─── DATA FOR THIS EXERCISE ───

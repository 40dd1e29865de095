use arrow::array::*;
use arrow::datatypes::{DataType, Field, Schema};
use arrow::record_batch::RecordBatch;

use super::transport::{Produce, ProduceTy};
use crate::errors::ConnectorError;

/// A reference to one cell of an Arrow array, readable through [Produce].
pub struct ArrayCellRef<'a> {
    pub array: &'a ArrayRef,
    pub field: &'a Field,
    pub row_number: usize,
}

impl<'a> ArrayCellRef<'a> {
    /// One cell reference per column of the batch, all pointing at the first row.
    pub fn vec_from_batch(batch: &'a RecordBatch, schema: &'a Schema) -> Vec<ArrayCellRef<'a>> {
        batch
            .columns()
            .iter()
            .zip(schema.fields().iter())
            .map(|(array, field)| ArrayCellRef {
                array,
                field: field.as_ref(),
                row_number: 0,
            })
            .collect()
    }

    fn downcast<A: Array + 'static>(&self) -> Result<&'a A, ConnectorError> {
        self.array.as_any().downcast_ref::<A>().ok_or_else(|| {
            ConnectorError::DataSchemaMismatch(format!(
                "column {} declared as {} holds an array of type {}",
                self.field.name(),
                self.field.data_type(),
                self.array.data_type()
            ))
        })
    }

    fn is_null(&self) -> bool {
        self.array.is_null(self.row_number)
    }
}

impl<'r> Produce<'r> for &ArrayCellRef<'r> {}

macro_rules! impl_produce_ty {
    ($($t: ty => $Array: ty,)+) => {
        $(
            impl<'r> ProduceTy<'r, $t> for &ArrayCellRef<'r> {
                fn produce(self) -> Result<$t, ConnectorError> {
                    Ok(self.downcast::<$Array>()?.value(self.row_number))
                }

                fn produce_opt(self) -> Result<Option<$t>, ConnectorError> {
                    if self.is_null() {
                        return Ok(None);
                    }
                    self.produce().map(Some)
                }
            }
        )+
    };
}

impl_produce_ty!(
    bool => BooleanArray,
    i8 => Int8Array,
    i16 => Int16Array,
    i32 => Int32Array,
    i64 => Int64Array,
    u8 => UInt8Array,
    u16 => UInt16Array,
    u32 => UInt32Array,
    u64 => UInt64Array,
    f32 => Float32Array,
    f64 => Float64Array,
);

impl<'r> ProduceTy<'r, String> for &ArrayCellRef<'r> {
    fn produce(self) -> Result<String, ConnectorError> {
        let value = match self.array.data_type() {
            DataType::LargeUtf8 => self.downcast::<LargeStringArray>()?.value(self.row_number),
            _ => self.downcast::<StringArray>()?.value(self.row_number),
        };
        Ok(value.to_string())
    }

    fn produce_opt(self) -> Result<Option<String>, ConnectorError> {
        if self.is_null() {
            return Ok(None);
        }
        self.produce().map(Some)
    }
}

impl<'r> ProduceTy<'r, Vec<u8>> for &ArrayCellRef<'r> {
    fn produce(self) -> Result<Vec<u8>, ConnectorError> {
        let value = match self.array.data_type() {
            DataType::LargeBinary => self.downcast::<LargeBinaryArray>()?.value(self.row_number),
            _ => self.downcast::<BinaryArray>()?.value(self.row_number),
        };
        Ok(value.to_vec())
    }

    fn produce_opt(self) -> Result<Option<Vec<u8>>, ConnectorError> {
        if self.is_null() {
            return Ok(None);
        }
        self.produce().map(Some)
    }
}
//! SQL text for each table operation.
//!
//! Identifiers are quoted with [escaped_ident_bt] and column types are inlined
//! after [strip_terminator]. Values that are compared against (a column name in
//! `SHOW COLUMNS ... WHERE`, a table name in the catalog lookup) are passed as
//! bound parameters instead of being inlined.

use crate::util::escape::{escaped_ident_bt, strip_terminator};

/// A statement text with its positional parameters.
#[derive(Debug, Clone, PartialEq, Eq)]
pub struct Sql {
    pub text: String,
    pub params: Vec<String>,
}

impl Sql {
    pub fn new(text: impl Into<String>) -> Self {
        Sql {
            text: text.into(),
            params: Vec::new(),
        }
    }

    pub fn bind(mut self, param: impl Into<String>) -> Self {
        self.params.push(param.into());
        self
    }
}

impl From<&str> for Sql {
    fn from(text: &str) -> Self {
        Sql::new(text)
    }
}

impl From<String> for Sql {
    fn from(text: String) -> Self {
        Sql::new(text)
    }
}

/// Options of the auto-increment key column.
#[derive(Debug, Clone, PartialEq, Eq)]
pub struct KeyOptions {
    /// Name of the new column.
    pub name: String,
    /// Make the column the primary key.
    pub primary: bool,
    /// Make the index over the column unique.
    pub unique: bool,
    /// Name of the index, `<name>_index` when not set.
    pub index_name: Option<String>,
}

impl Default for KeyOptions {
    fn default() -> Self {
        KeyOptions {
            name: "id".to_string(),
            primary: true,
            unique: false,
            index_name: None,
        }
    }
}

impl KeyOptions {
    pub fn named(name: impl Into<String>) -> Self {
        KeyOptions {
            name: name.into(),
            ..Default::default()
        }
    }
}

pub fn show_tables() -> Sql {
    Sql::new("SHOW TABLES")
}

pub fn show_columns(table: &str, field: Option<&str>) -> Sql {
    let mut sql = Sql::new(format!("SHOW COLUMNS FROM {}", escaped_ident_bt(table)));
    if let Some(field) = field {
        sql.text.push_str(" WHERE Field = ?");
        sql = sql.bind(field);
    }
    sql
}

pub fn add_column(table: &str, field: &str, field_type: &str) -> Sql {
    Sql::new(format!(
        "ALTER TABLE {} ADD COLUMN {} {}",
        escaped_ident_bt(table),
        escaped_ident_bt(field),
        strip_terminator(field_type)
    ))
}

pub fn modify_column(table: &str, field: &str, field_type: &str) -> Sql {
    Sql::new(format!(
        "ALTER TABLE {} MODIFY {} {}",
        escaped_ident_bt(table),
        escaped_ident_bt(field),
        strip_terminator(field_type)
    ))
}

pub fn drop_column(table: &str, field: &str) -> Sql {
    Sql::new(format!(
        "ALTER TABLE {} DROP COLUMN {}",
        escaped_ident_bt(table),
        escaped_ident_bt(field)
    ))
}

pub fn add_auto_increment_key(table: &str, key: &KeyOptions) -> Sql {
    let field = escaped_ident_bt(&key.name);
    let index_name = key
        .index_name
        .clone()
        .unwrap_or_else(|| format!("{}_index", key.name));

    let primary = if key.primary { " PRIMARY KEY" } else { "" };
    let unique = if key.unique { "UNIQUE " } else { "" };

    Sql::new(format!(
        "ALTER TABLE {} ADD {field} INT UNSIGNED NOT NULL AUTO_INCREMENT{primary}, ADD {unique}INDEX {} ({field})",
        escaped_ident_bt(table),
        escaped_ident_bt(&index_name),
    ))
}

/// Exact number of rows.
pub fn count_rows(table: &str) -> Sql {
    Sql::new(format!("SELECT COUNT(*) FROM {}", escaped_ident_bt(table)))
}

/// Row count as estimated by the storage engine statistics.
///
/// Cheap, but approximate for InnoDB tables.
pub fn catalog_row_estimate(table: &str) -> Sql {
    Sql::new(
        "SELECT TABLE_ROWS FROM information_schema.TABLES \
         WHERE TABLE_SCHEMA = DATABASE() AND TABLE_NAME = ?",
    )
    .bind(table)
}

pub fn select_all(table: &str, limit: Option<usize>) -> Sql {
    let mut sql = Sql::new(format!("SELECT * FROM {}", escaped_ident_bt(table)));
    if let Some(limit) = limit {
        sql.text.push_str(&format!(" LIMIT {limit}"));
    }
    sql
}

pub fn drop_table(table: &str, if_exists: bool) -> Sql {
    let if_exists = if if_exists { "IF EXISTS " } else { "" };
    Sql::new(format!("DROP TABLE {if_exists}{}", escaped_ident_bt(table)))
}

───
─── DATA FOR THIS EXERCISE ───

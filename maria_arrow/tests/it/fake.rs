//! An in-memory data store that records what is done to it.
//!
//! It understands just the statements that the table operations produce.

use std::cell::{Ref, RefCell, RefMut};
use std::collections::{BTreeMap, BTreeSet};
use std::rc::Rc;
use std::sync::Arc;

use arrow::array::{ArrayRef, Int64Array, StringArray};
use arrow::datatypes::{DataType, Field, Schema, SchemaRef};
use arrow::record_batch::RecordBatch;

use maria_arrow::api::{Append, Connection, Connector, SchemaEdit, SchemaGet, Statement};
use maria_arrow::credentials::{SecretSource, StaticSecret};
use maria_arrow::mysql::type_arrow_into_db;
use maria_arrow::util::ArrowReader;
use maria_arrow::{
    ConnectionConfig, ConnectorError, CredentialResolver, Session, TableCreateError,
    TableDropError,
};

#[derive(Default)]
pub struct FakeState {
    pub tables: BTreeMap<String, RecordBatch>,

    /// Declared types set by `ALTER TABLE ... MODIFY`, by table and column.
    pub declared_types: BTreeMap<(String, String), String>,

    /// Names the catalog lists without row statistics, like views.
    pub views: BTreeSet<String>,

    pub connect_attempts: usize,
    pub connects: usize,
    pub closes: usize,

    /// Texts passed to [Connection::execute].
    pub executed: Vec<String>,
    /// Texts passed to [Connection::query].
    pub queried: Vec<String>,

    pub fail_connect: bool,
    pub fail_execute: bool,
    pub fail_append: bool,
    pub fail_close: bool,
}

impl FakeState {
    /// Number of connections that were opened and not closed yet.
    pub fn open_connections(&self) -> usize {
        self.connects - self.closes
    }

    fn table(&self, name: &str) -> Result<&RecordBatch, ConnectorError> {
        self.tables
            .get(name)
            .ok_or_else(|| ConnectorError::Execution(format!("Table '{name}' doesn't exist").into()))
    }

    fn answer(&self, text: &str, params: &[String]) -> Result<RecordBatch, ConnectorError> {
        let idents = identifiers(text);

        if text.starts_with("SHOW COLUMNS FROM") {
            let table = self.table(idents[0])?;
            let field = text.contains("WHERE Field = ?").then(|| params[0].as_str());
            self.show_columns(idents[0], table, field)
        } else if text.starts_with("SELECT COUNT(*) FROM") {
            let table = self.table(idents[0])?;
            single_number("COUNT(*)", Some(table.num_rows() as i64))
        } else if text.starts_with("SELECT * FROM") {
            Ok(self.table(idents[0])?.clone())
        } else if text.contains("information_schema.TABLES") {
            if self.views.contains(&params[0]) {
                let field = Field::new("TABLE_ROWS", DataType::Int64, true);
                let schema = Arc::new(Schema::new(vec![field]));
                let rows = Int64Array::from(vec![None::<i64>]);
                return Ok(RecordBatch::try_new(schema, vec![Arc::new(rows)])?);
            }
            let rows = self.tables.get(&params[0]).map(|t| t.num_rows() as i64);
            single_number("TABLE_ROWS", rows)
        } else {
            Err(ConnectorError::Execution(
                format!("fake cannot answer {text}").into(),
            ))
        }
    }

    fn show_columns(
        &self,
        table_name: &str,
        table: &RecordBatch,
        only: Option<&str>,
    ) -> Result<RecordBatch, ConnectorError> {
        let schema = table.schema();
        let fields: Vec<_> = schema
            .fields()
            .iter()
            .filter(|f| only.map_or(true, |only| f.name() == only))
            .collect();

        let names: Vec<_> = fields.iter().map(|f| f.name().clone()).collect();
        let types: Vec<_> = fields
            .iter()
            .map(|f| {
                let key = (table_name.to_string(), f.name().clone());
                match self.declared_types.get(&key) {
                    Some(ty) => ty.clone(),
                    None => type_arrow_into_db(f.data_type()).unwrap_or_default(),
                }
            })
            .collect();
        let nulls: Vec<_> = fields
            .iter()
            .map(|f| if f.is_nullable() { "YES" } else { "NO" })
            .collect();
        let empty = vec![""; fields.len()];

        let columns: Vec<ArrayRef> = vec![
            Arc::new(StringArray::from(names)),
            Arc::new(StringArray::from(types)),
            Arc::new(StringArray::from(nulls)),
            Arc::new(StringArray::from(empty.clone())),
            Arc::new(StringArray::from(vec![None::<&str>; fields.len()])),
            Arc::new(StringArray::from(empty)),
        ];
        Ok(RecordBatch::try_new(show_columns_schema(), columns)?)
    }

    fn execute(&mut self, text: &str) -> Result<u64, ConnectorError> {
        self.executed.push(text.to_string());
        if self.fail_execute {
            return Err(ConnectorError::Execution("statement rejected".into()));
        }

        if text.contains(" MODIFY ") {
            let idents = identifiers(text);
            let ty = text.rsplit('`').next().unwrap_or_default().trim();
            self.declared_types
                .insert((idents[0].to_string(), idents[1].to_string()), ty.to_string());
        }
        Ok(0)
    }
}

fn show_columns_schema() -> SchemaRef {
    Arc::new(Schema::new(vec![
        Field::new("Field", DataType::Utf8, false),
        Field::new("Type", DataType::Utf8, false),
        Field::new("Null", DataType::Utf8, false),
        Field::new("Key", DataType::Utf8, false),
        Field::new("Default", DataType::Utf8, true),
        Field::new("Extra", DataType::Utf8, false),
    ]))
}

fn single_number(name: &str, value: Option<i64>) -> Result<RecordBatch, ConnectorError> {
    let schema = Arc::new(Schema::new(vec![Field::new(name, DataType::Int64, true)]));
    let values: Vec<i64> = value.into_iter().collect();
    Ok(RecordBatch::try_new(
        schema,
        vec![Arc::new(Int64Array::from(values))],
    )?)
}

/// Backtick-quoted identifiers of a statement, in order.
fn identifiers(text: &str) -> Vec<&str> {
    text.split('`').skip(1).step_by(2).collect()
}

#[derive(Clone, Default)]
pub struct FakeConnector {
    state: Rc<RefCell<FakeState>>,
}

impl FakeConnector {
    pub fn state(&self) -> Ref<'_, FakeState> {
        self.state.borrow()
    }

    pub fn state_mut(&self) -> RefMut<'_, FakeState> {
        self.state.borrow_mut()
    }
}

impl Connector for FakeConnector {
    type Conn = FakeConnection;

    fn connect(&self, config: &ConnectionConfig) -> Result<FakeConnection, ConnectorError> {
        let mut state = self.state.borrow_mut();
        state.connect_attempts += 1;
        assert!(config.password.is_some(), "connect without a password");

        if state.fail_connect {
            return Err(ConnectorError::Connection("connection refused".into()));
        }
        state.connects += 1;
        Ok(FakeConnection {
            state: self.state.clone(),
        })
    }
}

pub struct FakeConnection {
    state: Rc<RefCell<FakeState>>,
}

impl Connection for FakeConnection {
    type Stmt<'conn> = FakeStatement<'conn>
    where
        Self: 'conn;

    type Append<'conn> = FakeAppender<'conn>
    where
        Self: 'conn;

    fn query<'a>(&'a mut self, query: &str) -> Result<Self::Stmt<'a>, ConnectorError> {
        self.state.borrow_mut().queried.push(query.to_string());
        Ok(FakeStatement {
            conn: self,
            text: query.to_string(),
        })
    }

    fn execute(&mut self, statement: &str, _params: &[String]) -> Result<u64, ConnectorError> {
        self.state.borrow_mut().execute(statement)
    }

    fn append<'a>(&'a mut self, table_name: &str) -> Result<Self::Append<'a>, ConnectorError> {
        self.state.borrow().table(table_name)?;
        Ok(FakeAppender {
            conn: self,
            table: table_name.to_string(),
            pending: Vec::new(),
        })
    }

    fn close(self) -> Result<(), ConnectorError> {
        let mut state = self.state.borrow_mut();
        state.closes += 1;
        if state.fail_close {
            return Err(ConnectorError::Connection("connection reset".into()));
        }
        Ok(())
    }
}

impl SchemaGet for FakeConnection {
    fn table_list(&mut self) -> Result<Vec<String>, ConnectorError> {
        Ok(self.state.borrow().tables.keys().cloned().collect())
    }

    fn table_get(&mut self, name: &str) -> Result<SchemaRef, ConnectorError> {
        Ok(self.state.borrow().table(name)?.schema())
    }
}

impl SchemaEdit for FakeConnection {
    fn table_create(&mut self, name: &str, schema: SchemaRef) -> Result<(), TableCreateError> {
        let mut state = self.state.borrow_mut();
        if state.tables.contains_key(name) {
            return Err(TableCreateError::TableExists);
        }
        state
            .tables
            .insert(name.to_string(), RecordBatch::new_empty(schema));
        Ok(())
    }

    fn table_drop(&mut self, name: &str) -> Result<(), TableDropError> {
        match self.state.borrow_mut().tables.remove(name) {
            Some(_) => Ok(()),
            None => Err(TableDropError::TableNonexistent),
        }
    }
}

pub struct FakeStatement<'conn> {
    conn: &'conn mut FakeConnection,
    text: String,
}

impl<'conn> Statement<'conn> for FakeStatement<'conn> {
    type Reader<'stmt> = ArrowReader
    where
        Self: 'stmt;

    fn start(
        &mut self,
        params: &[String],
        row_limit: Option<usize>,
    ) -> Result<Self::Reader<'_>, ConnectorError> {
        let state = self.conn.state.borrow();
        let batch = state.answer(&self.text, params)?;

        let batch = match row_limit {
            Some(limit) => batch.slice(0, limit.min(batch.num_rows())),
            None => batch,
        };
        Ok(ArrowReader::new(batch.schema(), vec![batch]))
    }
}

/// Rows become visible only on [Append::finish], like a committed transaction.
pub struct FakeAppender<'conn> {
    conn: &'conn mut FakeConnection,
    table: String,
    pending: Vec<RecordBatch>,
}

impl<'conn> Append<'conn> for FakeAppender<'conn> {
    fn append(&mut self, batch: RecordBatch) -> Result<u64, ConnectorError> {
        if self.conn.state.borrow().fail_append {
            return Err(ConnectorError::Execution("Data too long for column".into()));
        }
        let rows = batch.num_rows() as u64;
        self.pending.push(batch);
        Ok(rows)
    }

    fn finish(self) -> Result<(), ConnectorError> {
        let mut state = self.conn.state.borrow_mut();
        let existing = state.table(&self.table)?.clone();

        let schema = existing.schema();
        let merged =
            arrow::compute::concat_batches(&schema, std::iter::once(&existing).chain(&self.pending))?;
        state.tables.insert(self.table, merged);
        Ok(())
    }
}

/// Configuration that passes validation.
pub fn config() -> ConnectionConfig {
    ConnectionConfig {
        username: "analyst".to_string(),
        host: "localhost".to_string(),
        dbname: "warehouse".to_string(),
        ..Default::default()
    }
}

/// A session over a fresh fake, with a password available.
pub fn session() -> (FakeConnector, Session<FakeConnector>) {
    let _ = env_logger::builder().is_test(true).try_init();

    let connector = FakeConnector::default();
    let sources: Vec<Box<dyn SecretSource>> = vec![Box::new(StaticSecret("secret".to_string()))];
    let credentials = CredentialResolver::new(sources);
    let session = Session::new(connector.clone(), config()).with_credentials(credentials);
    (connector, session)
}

───

▶ ACTION ITEM
Which lines of the records above contain the word "closes"? Report each one in full.

▶ OUTPUT FOR THIS EXERCISE
    pub closes: usize,
        self.connects - self.closes
        state.closes += 1;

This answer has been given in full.